Management characterized the fourth quarter as the most challenging environment for CLO equity since mid-2022, driven by elevated credit dispersion and ongoing coupon spread compression.

Performance was pressured by a 'bifurcated' market where weaker credits underperformed while stronger borrowers refinanced at tighter yield spreads, reducing excess interest for CLO equity.

The fund limited NAV losses to approximately 9%, outperforming the peer median of negative 14% for the full year by maintaining an 'up in credit' bias and active trading strategy.

Management executed a deliberate pivot toward CLO mezzanine debt, which represented approximately 70% of purchases over the nine-month period following the fund's conversion.

Active trading served as a primary risk mitigator, with 47 unique CLO trades executed in Q4 to harvest gains and reposition into higher-quality deleveraging positions.

The fund avoided the new issue CLO equity market, citing unattractive pricing dynamics and structural factors that favored secondary market opportunities.

A portion of the quarterly NAV decline was attributed to credit spread widening rather than fundamental impairment, suggesting potential for future mark-to-market reversals.
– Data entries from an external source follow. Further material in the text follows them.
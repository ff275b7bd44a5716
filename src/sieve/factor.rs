//! Prime factorizations and the arithmetic functions derived from them.

use std::collections::BTreeMap;
use std::fmt;

/// Prime factorization `n = Π pᵢ^kᵢ`, primes in increasing order.
///
/// Produced by [`EratosthenesSieve::factorize`](crate::sieve::EratosthenesSieve).
#[derive(Debug, Clone, PartialEq, Eq)]
pub struct Factorization {
    n: usize,
    factors: BTreeMap<usize, u32>,
}

impl Factorization {
    pub(crate) fn from_factors(n: usize, factors: BTreeMap<usize, u32>) -> Self {
        debug_assert_eq!(
            factors
                .iter()
                .map(|(&p, &k)| (p as u128).pow(k))
                .product::<u128>(),
            n as u128,
            "factors must multiply back to n"
        );
        Self { n, factors }
    }

    /// The factorized value.
    #[inline]
    pub fn value(&self) -> usize {
        self.n
    }

    /// Returns `true` for the factorization of 1.
    #[inline]
    pub fn is_empty(&self) -> bool {
        self.factors.is_empty()
    }

    /// Exponent of `p`, or 0 if `p` does not divide the value.
    pub fn exponent(&self, p: usize) -> u32 {
        self.factors.get(&p).copied().unwrap_or(0)
    }

    /// `(prime, exponent)` pairs in increasing prime order.
    pub fn iter(&self) -> impl Iterator<Item = (usize, u32)> + '_ {
        self.factors.iter().map(|(&p, &k)| (p, k))
    }

    /// Distinct prime factors, ω(n).
    pub fn omega(&self) -> usize {
        self.factors.len()
    }

    /// Prime factors counted with multiplicity, Ω(n).
    pub fn big_omega(&self) -> u32 {
        self.factors.values().sum()
    }

    /// Returns `true` if the value is prime.
    pub fn is_prime(&self) -> bool {
        self.big_omega() == 1
    }

    /// Returns `true` if no prime divides the value twice.
    pub fn is_squarefree(&self) -> bool {
        self.factors.values().all(|&k| k == 1)
    }

    /// Euler's totient φ(n).
    pub fn totient(&self) -> usize {
        self.iter()
            .map(|(p, k)| p.pow(k - 1) * (p - 1))
            .product()
    }

    /// Number of divisors τ(n).
    pub fn divisor_count(&self) -> u64 {
        self.factors.values().map(|&k| u64::from(k) + 1).product()
    }

    /// Sum of divisors σ(n).
    pub fn sigma(&self) -> u128 {
        self.iter()
            .map(|(p, k)| {
                let p = p as u128;
                (p.pow(k + 1) - 1) / (p - 1)
            })
            .product()
    }

    /// Sum of proper divisors, σ(n) − n.
    pub fn aliquot_sum(&self) -> u128 {
        self.sigma() - self.n as u128
    }
}

/// Formats as `p^k` terms joined by `", "`, e.g. `2^2, 3` for 12; 1 formats
/// as `1`.
impl fmt::Display for Factorization {
    fn fmt(&self, f: &mut fmt::Formatter<'_>) -> fmt::Result {
        if self.factors.is_empty() {
            return f.write_str("1");
        }
        for (i, (p, k)) in self.iter().enumerate() {
            if i > 0 {
                f.write_str(", ")?;
            }
            if k == 1 {
                write!(f, "{p}")?;
            } else {
                write!(f, "{p}^{k}")?;
            }
        }
        Ok(())
    }
}

#[cfg(test)]
mod tests {
    use super::*;
    use crate::sieve::{EratosthenesSieve, PrimeSieve};
    use proptest::prelude::*;

    fn factor(n: usize) -> Factorization {
        EratosthenesSieve::shared().factorize(n).unwrap()
    }

    #[test]
    fn arithmetic_functions_of_known_values() {
        assert_eq!(factor(6).sigma(), 12);
        assert_eq!(factor(28).aliquot_sum(), 28);
        assert_eq!(factor(220).aliquot_sum(), 284);
        assert_eq!(factor(284).aliquot_sum(), 220);
        assert_eq!(factor(36).divisor_count(), 9);
        assert_eq!(factor(36).omega(), 2);
        assert_eq!(factor(36).big_omega(), 4);
        assert_eq!(factor(1).totient(), 1);
        assert_eq!(factor(1).sigma(), 1);
        assert!(factor(30).is_squarefree());
        assert!(!factor(18).is_squarefree());
        assert_eq!(factor(18).exponent(3), 2);
        assert_eq!(factor(18).exponent(5), 0);
    }

    #[test]
    fn totient_of_prime_is_p_minus_one() {
        let sieve = EratosthenesSieve::shared();
        for p in sieve.primes().take(200) {
            let f = sieve.factorize(p).unwrap();
            assert!(f.is_prime());
            assert_eq!(f.totient(), p - 1);
        }
    }

    proptest! {
        /// Property: factors multiply back to n and are all prime
        #[cfg_attr(miri, ignore)]
        #[test]
        fn prop_factors_multiply_back(n in 1usize..10_000) {
            let sieve = EratosthenesSieve::shared();
            let f = sieve.factorize(n).unwrap();

            let mut product = 1usize;
            for (p, k) in f.iter() {
                prop_assert!(sieve.is_prime(p));
                prop_assert!(k >= 1);
                product *= p.pow(k);
            }
            prop_assert_eq!(product, n);
            prop_assert_eq!(f.value(), n);
        }
    }
}
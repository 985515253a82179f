//! Resonance - multi-cluster resource synchronization controller
//!
//! Resonance runs in an "agent" cluster, watches opted-in
//! `ReportVulnerabilities` resources and pushes their payload to a "master"
//! cluster whose kubeconfig is referenced by a `ClusterSync` descriptor.
//!
//! # Architecture
//!
//! - A `ClusterSync` names a secret holding the master cluster kubeconfig
//! - Every pass lists opted-in resources locally and overwrites the remote
//!   payload wherever it differs
//! - The outcome of each pass is written to `ClusterSync.status`
//! - Local resource changes trigger a pass immediately instead of waiting for
//!   the periodic requeue
//!
//! # Modules
//!
//! - [`crd`] - Custom Resource Definitions (ClusterSync, ReportVulnerabilities)
//! - [`controller`] - Connection and observer reconciliation logic
//! - [`controller_runner`] - Wiring of the reconcilers into kube-rs controllers
//! - [`remote`] - Remote cluster client and connection resolver
//! - [`propagate`] - Diff and propagate engine for a single resource
//! - [`config`] - Runtime configuration
//! - [`kube_utils`] - Deadlines, kubeconfig parsing and client construction
//! - [`requeue`] - Error requeue backoff
//! - [`error`] - Error types for the controller

#![deny(missing_docs)]

pub mod config;
pub mod controller;
pub mod controller_runner;
pub mod crd;
pub mod error;
pub mod kube_utils;
pub mod propagate;
pub mod remote;
pub mod requeue;

pub use error::Error;

/// Result type alias using our custom Error type
pub type Result<T> = std::result::Result<T, Error>;

// =============================================================================
// Default Configuration Constants
// =============================================================================

/// Label key that opts a ReportVulnerabilities into propagation
pub const DEFAULT_SYNC_LABEL_KEY: &str = "clusterSync";

/// Label value that opts a ReportVulnerabilities into propagation
pub const DEFAULT_SYNC_LABEL_VALUE: &str = "true";

/// Secret data key holding the remote kubeconfig
pub const DEFAULT_KUBECONFIG_KEY: &str = "kubeconfig";

/// Field manager used for status patches and CRD installation
pub const FIELD_MANAGER: &str = "resonance-controller";
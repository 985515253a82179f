//! Controller runner - builds the controller future
//!
//! Returns a boxed future that the caller drives. This keeps controller
//! construction pure and the binary free of wiring details.

use std::future::Future;
use std::pin::Pin;
use std::sync::Arc;

use futures::StreamExt;
use kube::runtime::watcher::Config as WatcherConfig;
use kube::runtime::Controller;
use kube::{Api, Client};
use tokio_util::sync::CancellationToken;

use crate::config::SyncConfig;
use crate::controller::{descriptors_to_trigger, error_policy, reconcile, Context, PassRegistry};
use crate::crd::{ClusterSync, ReportVulnerabilities};

/// Watcher timeout (seconds) - must be less than client read_timeout (30s)
/// This forces the API server to close the watch before the client times out,
/// preventing "body read timed out" errors on idle watches.
const WATCH_TIMEOUT_SECS: u32 = 25;

/// Build the ClusterSync controller with the ReportVulnerabilities observer
///
/// Both producers feed one queue: ClusterSync events and requeues drive
/// reconciles directly, while opted-in ReportVulnerabilities changes are
/// mapped onto every known descriptor. The future completes on SIGINT or
/// SIGTERM once in-flight reconciles have drained; `cancel` aborts their
/// pending API calls.
pub fn build_sync_controller(
    client: Client,
    config: SyncConfig,
    cancel: CancellationToken,
) -> Pin<Box<dyn Future<Output = ()> + Send>> {
    let registry = Arc::new(PassRegistry::new());
    let observer_config = config.clone();
    let observer_registry = registry.clone();

    let ctx = Arc::new(
        Context::builder(client.clone())
            .config(config)
            .registry(registry)
            .cancel_token(cancel)
            .build(),
    );

    let descriptors: Api<ClusterSync> = Api::all(client.clone());
    let reports: Api<ReportVulnerabilities> = Api::all(client);

    tracing::info!("- ClusterSync controller");
    tracing::info!("- ReportVulnerabilities observer");

    Box::pin(
        Controller::new(
            descriptors,
            WatcherConfig::default().timeout(WATCH_TIMEOUT_SECS),
        )
        .watches(
            reports,
            WatcherConfig::default()
                .timeout(WATCH_TIMEOUT_SECS)
                .labels(&observer_config.label_selector()),
            move |report| descriptors_to_trigger(&report, &observer_registry, &observer_config),
        )
        .shutdown_on_signal()
        .run(reconcile, error_policy, ctx)
        .for_each(log_reconcile_result("ClusterSync")),
    )
}

fn log_reconcile_result<T: std::fmt::Debug, E: std::fmt::Debug>(
    controller_name: &'static str,
) -> impl Fn(Result<T, E>) -> std::future::Ready<()> {
    move |result| {
        match result {
            Ok(action) => tracing::debug!(?action, "{} reconciliation completed", controller_name),
            Err(e) => tracing::error!(error = ?e, "{} reconciliation error", controller_name),
        }
        std::future::ready(())
    }
}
Management is exploring the issuance of long-term unsecured debt in the coming weeks to provide 'dry powder' for deployment into what they describe as an increasingly distressed market.

The fund anticipates potential benefits from liability refinancings and resets as more than 40% of the U.S. CLO portfolio is scheduled to exit non-call periods before the end of 2026.

Strategic focus remains on rebuilding net investment income by targeting deleveraging BB tranches and selectively adding equity where call optionality is perceived as mispriced.

Management intends to maintain substantial credit hedges, currently at 90% of NAV, as a safeguard against historically tight corporate credit spreads and potential macro shocks.

The investment framework assumes that while January and February 2026 remained difficult, the resulting market dislocations create fertile ground for active relative-value trading.

The fund completed its transition to a CLO closed-end fund on April 1, 2025, successfully liquidating all legacy mortgage-related assets with minimal NAV impact.

The proportion of debt in the CLO portfolio increased significantly to just under 50% by year-end, up from approximately 1/3 at the time of conversion.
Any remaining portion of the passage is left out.